#### [EXERCISE MATERIAL]

──────────────────────────────

//! Conversation messages exchanged with the LLM.
//!
//! The agent loop owns an ordered `Vec<Message>` and appends model output
//! and gadget results between iterations. Gadget calls embedded in
//! assistant messages keep their wire-format markers so the conversation
//! round-trips through subsequent requests unchanged.

use serde::{Deserialize, Serialize};

/// The author of a conversation message.
#[derive(Debug, Clone, Copy, PartialEq, Eq, Hash, Serialize, Deserialize)]
#[serde(rename_all = "snake_case")]
pub enum Role {
    /// System instructions.
    System,
    /// End-user input (including serialized gadget results fed back).
    User,
    /// Model output.
    Assistant,
}

impl Role {
    /// Returns the string representation.
    #[must_use]
    pub const fn as_str(&self) -> &'static str {
        match self {
            Self::System => "system",
            Self::User => "user",
            Self::Assistant => "assistant",
        }
    }
}

impl std::fmt::Display for Role {
    fn fmt(&self, f: &mut std::fmt::Formatter<'_>) -> std::fmt::Result {
        f.write_str(self.as_str())
    }
}

/// A single role-tagged conversation message.
#[derive(Debug, Clone, PartialEq, Eq, Serialize, Deserialize)]
pub struct Message {
    /// Who authored the message.
    pub role: Role,
    /// The message text.
    pub content: String,
}

impl Message {
    /// Create a system message.
    #[must_use]
    pub fn system(content: impl Into<String>) -> Self {
        Self {
            role: Role::System,
            content: content.into(),
        }
    }

    /// Create a user message.
    #[must_use]
    pub fn user(content: impl Into<String>) -> Self {
        Self {
            role: Role::User,
            content: content.into(),
        }
    }

    /// Create an assistant message.
    #[must_use]
    pub fn assistant(content: impl Into<String>) -> Self {
        Self {
            role: Role::Assistant,
            content: content.into(),
        }
    }
}

#[cfg(test)]
mod tests {
    use super::*;

    #[test]
    fn constructors_tag_roles() {
        assert_eq!(Message::system("a").role, Role::System);
        assert_eq!(Message::user("b").role, Role::User);
        assert_eq!(Message::assistant("c").role, Role::Assistant);
    }

    #[test]
    fn role_display_is_snake_case() {
        assert_eq!(Role::System.to_string(), "system");
        assert_eq!(Role::Assistant.to_string(), "assistant");
    }
}
#[cfg(test)]
mod tests {
    use super::*;
    use crate::parser::MarkerConfig;
    use crate::tree::SkipReason;
    use serde_json::json;

    fn call(id: &str) -> ParsedGadgetCall {
        ParsedGadgetCall {
            name: "Sum".to_owned(),
            invocation_id: id.to_owned(),
            dependencies: Vec::new(),
            raw_params: Vec::new(),
            params: json!({}),
            parse_error: None,
        }
    }

    #[test]
    fn results_render_in_call_order() {
        let calls = vec![call("a1"), call("b1")];
        let mut results = HashMap::new();
        results.insert(
            "b1".to_owned(),
            GadgetExecutionResult {
                gadget_name: "Sum".to_owned(),
                invocation_id: "b1".to_owned(),
                parameters: json!({}),
                result: Some("3".to_owned()),
                error: None,
                execution_time: Duration::ZERO,
                cost: None,
                media: Vec::new(),
                breaks_loop: false,
            },
        );
        results.insert(
            "a1".to_owned(),
            GadgetExecutionResult {
                gadget_name: "Sum".to_owned(),
                invocation_id: "a1".to_owned(),
                parameters: json!({}),
                result: None,
                error: Some("boom".to_owned()),
                execution_time: Duration::ZERO,
                cost: None,
                media: Vec::new(),
                breaks_loop: false,
            },
        );

        let text = render_gadget_results(&calls, &results, &[]);
        let error_pos = text.find("Error from Sum:a1").expect("error entry");
        let result_pos = text.find("Result of Sum:b1").expect("result entry");
        assert!(error_pos < result_pos);
        assert!(text.contains("boom"));
    }

    #[test]
    fn skipped_calls_get_an_explanation() {
        let calls = vec![call("c1")];
        let skips = vec![GadgetSkip {
            gadget_name: "Sum".to_owned(),
            invocation_id: "c1".to_owned(),
            parameters: json!({}),
            reason: SkipReason::DependencyFailed,
            failed_dependency: Some("a1".to_owned()),
            failed_dependency_error: None,
            error: Some("dependency \"a1\" failed".to_owned()),
        }];
        let text = render_gadget_results(&calls, &HashMap::new(), &skips);
        assert!(text.contains("was skipped"));
        assert!(text.contains("a1"));
    }

    #[test]
    fn strip_call_blocks_removes_framed_sections() {
        let markers = MarkerConfig::default();
        let text = "before [[gadget]]Sum:s1\n[[arg]]a\n1\n[[/gadget]] after";
        assert_eq!(strip_call_blocks(text, &markers), "before  after");
    }
}
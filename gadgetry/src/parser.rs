//! Incremental parser for the gadget call wire format.
//!
//! The model emits gadget calls inline with its prose, delimited by three
//! configurable markers:
//!
//! ```text
//! [[gadget]]Name:invocation_id:dep1,dep2
//! [[arg]]key
//! value
//! [[arg]]nested/path/0
//! <<EOF
//! multi-line value
//! EOF
//! [[/gadget]]
//! ```
//!
//! [`GadgetCallParser::feed`] accepts arbitrary fragments and emits
//! [`ParserEvent`]s in textual order: prose before a start marker is
//! emitted immediately, while the body of a call is buffered until its
//! end marker arrives. A marker split across two fragments is held back
//! until enough text arrives to disambiguate it. Parse problems never
//! drop a call; they are attached as `parse_error` and the scheduler
//! decides policy.
//!
//! A parser instance lives for exactly one iteration. Invocation-id
//! assignment draws from a shared counter so ids stay unique across
//! iterations.

use std::sync::Arc;
use std::sync::atomic::{AtomicU64, Ordering};

use serde_json::Value;

/// Marker strings delimiting gadget calls in the text stream.
#[derive(Debug, Clone, PartialEq, Eq)]
pub struct MarkerConfig {
    /// Opens a call; followed by the header on the same line.
    pub start: String,
    /// Introduces an argument section.
    pub arg: String,
    /// Terminates a call.
    pub end: String,
    /// Introducer for heredoc-delimited multi-line values.
    pub heredoc: String,
}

──────────────────────────────

#### [EXERCISE BRIEF]
Output the complete set of records word for word.

#### [TASK RESPONSE]
//! Conversation messages exchanged with the LLM.
//!
//! The agent loop owns an ordered `Vec<Message>` and appends model output
//! and gadget results between iterations. Gadget calls embedded in
//! assistant messages keep their wire-format markers so the conversation
//! round-trips through subsequent requests unchanged.

use serde::{Deserialize, Serialize};

/// The author of a conversation message.
#[derive(Debug, Clone, Copy, PartialEq, Eq, Hash, Serialize, Deserialize)]
#[serde(rename_all = "snake_case")]
pub enum Role {
    /// System instructions.
    System,
    /// End-user input (including serialized gadget results fed back).
    User,
    /// Model output.
    Assistant,
}

impl Role {
    /// Returns the string representation.
    #[must_use]
    pub const fn as_str(&self) -> &'static str {
        match self {
            Self::System => "system",
            Self::User => "user",
            Self::Assistant => "assistant",
        }
    }
}

impl std::fmt::Display for Role {
    fn fmt(&self, f: &mut std::fmt::Formatter<'_>) -> std::fmt::Result {
        f.write_str(self.as_str())
    }
}

/// A single role-tagged conversation message.
#[derive(Debug, Clone, PartialEq, Eq, Serialize, Deserialize)]
pub struct Message {
    /// Who authored the message.
    pub role: Role,
    /// The message text.
    pub content: String,
}

impl Message {
    /// Create a system message.
    #[must_use]
    pub fn system(content: impl Into<String>) -> Self {
        Self {
            role: Role::System,
            content: content.into(),
        }
    }

    /// Create a user message.
    #[must_use]
    pub fn user(content: impl Into<String>) -> Self {
        Self {
            role: Role::User,
            content: content.into(),
        }
    }

    /// Create an assistant message.
    #[must_use]
    pub fn assistant(content: impl Into<String>) -> Self {
        Self {
            role: Role::Assistant,
            content: content.into(),
        }
    }
}

#[cfg(test)]
mod tests {
    use super::*;

    #[test]
    fn constructors_tag_roles() {
        assert_eq!(Message::system("a").role, Role::System);
        assert_eq!(Message::user("b").role, Role::User);
        assert_eq!(Message::assistant("c").role, Role::Assistant);
    }

    #[test]
    fn role_display_is_snake_case() {
        assert_eq!(Role::System.to_string(), "system");
        assert_eq!(Role::Assistant.to_string(), "assistant");
    }
}
#[cfg(test)]
mod tests {
    use super::*;
    use crate::parser::MarkerConfig;
    use crate::tree::SkipReason;
    use serde_json::json;

    fn call(id: &str) -> ParsedGadgetCall {
        ParsedGadgetCall {
            name: "Sum".to_owned(),
            invocation_id: id.to_owned(),
            dependencies: Vec::new(),
            raw_params: Vec::new(),
            params: json!({}),
            parse_error: None,
        }
    }

    #[test]
    fn results_render_in_call_order() {
        let calls = vec![call("a1"), call("b1")];
        let mut results = HashMap::new();
        results.insert(
            "b1".to_owned(),
            GadgetExecutionResult {
                gadget_name: "Sum".to_owned(),
                invocation_id: "b1".to_owned(),
                parameters: json!({}),
                result: Some("3".to_owned()),
                error: None,
                execution_time: Duration::ZERO,
                cost: None,
                media: Vec::new(),
                breaks_loop: false,
            },
        );
        results.insert(
            "a1".to_owned(),
            GadgetExecutionResult {
                gadget_name: "Sum".to_owned(),
                invocation_id: "a1".to_owned(),
                parameters: json!({}),
                result: None,
                error: Some("boom".to_owned()),
                execution_time: Duration::ZERO,
                cost: None,
                media: Vec::new(),
                breaks_loop: false,
            },
        );

        let text = render_gadget_results(&calls, &results, &[]);
        let error_pos = text.find("Error from Sum:a1").expect("error entry");
        let result_pos = text.find("Result of Sum:b1").expect("result entry");
        assert!(error_pos < result_pos);
        assert!(text.contains("boom"));
    }

    #[test]
    fn skipped_calls_get_an_explanation() {
        let calls = vec![call("c1")];
        let skips = vec![GadgetSkip {
            gadget_name: "Sum".to_owned(),
            invocation_id: "c1".to_owned(),
            parameters: json!({}),
            reason: SkipReason::DependencyFailed,
            failed_dependency: Some("a1".to_owned()),
            failed_dependency_error: None,
            error: Some("dependency \"a1\" failed".to_owned()),
        }];
        let text = render_gadget_results(&calls, &HashMap::new(), &skips);
        assert!(text.contains("was skipped"));
        assert!(text.contains("a1"));
    }

    #[test]
    fn strip_call_blocks_removes_framed_sections() {
        let markers = MarkerConfig::default();
        let text = "before [[gadget]]Sum:s1\n[[arg]]a\n1\n[[/gadget]] after";
        assert_eq!(strip_call_blocks(text, &markers), "before  after");
    }
}
filename gadgetry/src/parser.rs
//! Incremental parser for the gadget call wire format.
//!
//! The model emits gadget calls inline with its prose, delimited by three
//! configurable markers:
//!
//! ```text
//! [[gadget]]Name:invocation_id:dep1,dep2
//! [[arg]]key
//! value
//! [[arg]]nested/path/0
//! <<EOF
//! multi-line value
//! EOF
//! [[/gadget]]
//! ```
//!
//! [`GadgetCallParser::feed`] accepts arbitrary fragments and emits
//! [`ParserEvent`]s in textual order: prose before a start marker is
//! emitted immediately, while the body of a call is buffered until its
//! end marker arrives. A marker split across two fragments is held back
//! until enough text arrives to disambiguate it. Parse problems never
//! drop a call; they are attached as `parse_error` and the scheduler
//! decides policy.
//!
//! A parser instance lives for exactly one iteration. Invocation-id
//! assignment draws from a shared counter so ids stay unique across
//! iterations.

use std::sync::Arc;
use std::sync::atomic::{AtomicU64, Ordering};

use serde_json::Value;

/// Marker strings delimiting gadget calls in the text stream.
#[derive(Debug, Clone, PartialEq, Eq)]
pub struct MarkerConfig {
    /// Opens a call; followed by the header on the same line.
    pub start: String,
    /// Introduces an argument section.
    pub arg: String,
    /// Terminates a call.
    pub end: String,
    /// Introducer for heredoc-delimited multi-line values.
    pub heredoc: String,
}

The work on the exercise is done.